Moore played college football and college basketball for the Stanford. He was signed by the Green Bay Packers as an undrafted free agent in 2008. He became a college football analyst at Pac-12 Network and FOX Sports.

==Early life==
Moore attended Brea Olinda High School in Orange County, California and was an All-American in both football and basketball. He led his basketball team with 24.5 points per game and his football team with 13 touchdowns his senior year. He was named the "Orange County Athlete of the Year" for his performance in the athletic arena. Other notable recipients of this award include Tony Gonzalez (Atlanta Falcons) and DeShaun Foster (Carolina Panthers). His high school career propelled him into a position to play both football and basketball on a full scholarship at Stanford University. He chose Stanford over USC and UCLA.

==College career==
At Stanford, Moore was the starting wide receiver for 3 years. He had a breakout sophomore season, leading his team in touchdown receptions. The following year (his junior season) he suffered a serious injury, a dislocated hip, which sidelined him for the entire season. He was able to receive a medical redshirt for his junior season. At Stanford, Moore graduated with a bachelor's degree in Political Science and a master's degree in Business and Organizational Behavior.

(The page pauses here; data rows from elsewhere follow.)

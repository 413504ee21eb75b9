//! Delayed tasks
//!
//! Tasks meant to run later wait in a sorted set scored by their due time in
//! unix seconds. The leader promotes due entries onto the main queue in small
//! batches. Promotion pops from the set before pushing, so two promoters never
//! move the same entry.

use chrono::Utc;
use std::sync::Arc;
use std::time::Duration;
use tokio::sync::watch;

use crate::metrics;
use crate::models::Task;
use crate::queue::{QueueClient, QueueError, QueueNames, QueueResult};
use crate::shutdown;

/// Enqueue a task now, or park it in the delayed set until `delay` elapses
pub async fn submit(
    queue: &dyn QueueClient,
    names: &QueueNames,
    task: &Task,
    delay: Option<Duration>,
) -> QueueResult<()> {
    let raw = task
        .encode()
        .map_err(|e| QueueError::Backend(format!("failed to encode task: {e}")))?;

    match delay.filter(|d| !d.is_zero()) {
        Some(delay) => {
            let due = Utc::now().timestamp() + delay.as_secs() as i64;
            queue.schedule(&names.delayed, &raw, due).await?;
            tracing::info!(task_id = %task.id, due, "Task scheduled for later");
        }
        None => {
            queue.push_back(&names.main, &raw).await?;
            tracing::info!(task_id = %task.id, "Task enqueued");
        }
    }
    Ok(())
}

/// Moves due delayed tasks onto the main queue
pub struct DelayedPromoter {
    queue: Arc<dyn QueueClient>,
    names: QueueNames,
    batch: usize,
    scheduler_id: String,
}

impl DelayedPromoter {
    pub fn new(
        queue: Arc<dyn QueueClient>,
        names: QueueNames,
        batch: usize,
        scheduler_id: impl Into<String>,
    ) -> Self {
        Self {
            queue,
            names,
            batch: batch.max(1),
            scheduler_id: scheduler_id.into(),
        }
    }

    pub async fn run(self, interval: Duration, mut shutdown: watch::Receiver<bool>) {
        let mut ticker = tokio::time::interval(interval);
        ticker.set_missed_tick_behavior(tokio::time::MissedTickBehavior::Delay);

        loop {
            tokio::select! {
                _ = ticker.tick() => {
                    match self.promote_due().await {
                        Ok(0) => {}
                        Ok(count) => tracing::debug!(count, "Promoted delayed tasks"),
                        Err(e) => tracing::warn!(error = %e, "Failed to promote delayed tasks"),
                    }
                }
                _ = shutdown::signalled(&mut shutdown) => break,
            }
        }

        tracing::debug!("Delayed promoter stopped");
    }

    pub async fn promote_due(&self) -> QueueResult<usize> {
        self.promote_due_at(Utc::now().timestamp()).await
    }

    /// Promote at most one batch of entries due at or before `now`
    pub async fn promote_due_at(&self, now: i64) -> QueueResult<usize> {
        let due = self
            .queue
            .pop_due(&self.names.delayed, now, self.batch)
            .await?;

        let mut promoted = 0;
        for raw in due {
            match self.queue.push_back(&self.names.main, &raw).await {
                Ok(()) => promoted += 1,
                Err(e) => {
                    tracing::warn!(error = %e, "Failed to push delayed task, rescheduling");
                    if let Err(e) = self.queue.schedule(&self.names.delayed, &raw, now).await {
                        tracing::error!(error = %e, "Delayed task lost while rescheduling");
                    }
                }
            }
        }

        metrics::record_promoted(&self.scheduler_id, promoted);
        Ok(promoted)
    }
}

Moore also played basketball for two years at Stanford University.

==Professional career==

===Green Bay Packers===
Moore went undrafted in the 2008 NFL Draft. He was first signed with the New Orleans Saints, later being cut by head coach Sean Payton during training camp. On May 22, 2008 Moore signed with the Green Bay Packers. He was placed on the injured reserve list after sustaining a knee injury in a game against the San Francisco 49ers.

===Cleveland Browns===
Moore was signed to the Cleveland Browns practice squad on November 9, 2009 once he recovered from a broken hand suffered in training camp with the Green Bay Packers. He was promoted to the active roster December 5. In Moore's NFL debut against the San Diego Chargers, he caught 6 passes for 80 yards and was the team's leading receiver on the day. After playing in only 5 regular season games with the Cleveland Browns in 2009, Moore led all tight ends in receptions and yards on the season and was among the team's top receiving targets. He followed this up with a solid 2010 season, leading the Browns with just over 22 yards per reception. Following this 2010 season, Moore signed a 3-year deal reportedly worth just over $3 million per year. In 2011, Moore led the Browns in touchdown receptions, and was once again one of the team's leading receiving targets. He was released by the Browns on August 31, 2012.

===Seattle Seahawks===
Moore signed with the Seattle Seahawks on September 1, 2012 to an undisclosed contract. He was released December 19, 2012.

===Philadelphia Eagles===
On December 20, 2012, the day after being released by the Seahawks, Moore was signed by the Philadelphia Eagles. He was released on April 29, 2013 after not meeting statistical expectations by the club, and soon after undergoing surgery for a back injury.

==NFL career statistics==

| Year | Team | GP | Receiving |  |  |  |  |  | Fumbles |  |
| Rec | Yds | Avg | Lng | TD | FD | Fum | Lost |
| 2009 | CLE | 5 | 12 | 158 | 13.2 | 24 | 0 | 8 | 0 | 0 |
| 2010 | CLE | 12 | 16 | 322 | 20.1 | 49 | 1 | 11 | 1 | 1 |
| 2011 | CLE | 16 | 34 | 324 | 9.5 | 33 | 4 | 19 | 0 | 0 |
| 2012 | SEA | 14 | 1 | 6 | 6.0 | 6 | 0 | 0 | 0 | 0 |
| PHI | 1 | 0 | 0 | 0.0 | 0 | 0 | 0 | 0 | 0 |
| Total |  | 48 | 63 | 810 | 12.9 | 49 | 5 | 38 | 1 | 1 |

==Post-football career==
Moore appeared on Sky Sports Network in London during the 2014-2015 NFL playoffs as a TV analyst. Shortly after, he appeared as a studio analyst for NBC's Pro Football Talk. In the fall of 2015, Moore made his FOX debut as a color commentator for the Oregon St. vs Oregon college football game. He recently called the game ranked as the 30th best of the 2018-19 season, BYU at Utah.

==Personal life==

Evan is married to Colby Moore, a former UCLA volleyball player. Moore's sister is Tori Foles, wife of Nick Foles. His brother-in-law, Chase Lyman, played WR at the University of California and the New Orleans Saints.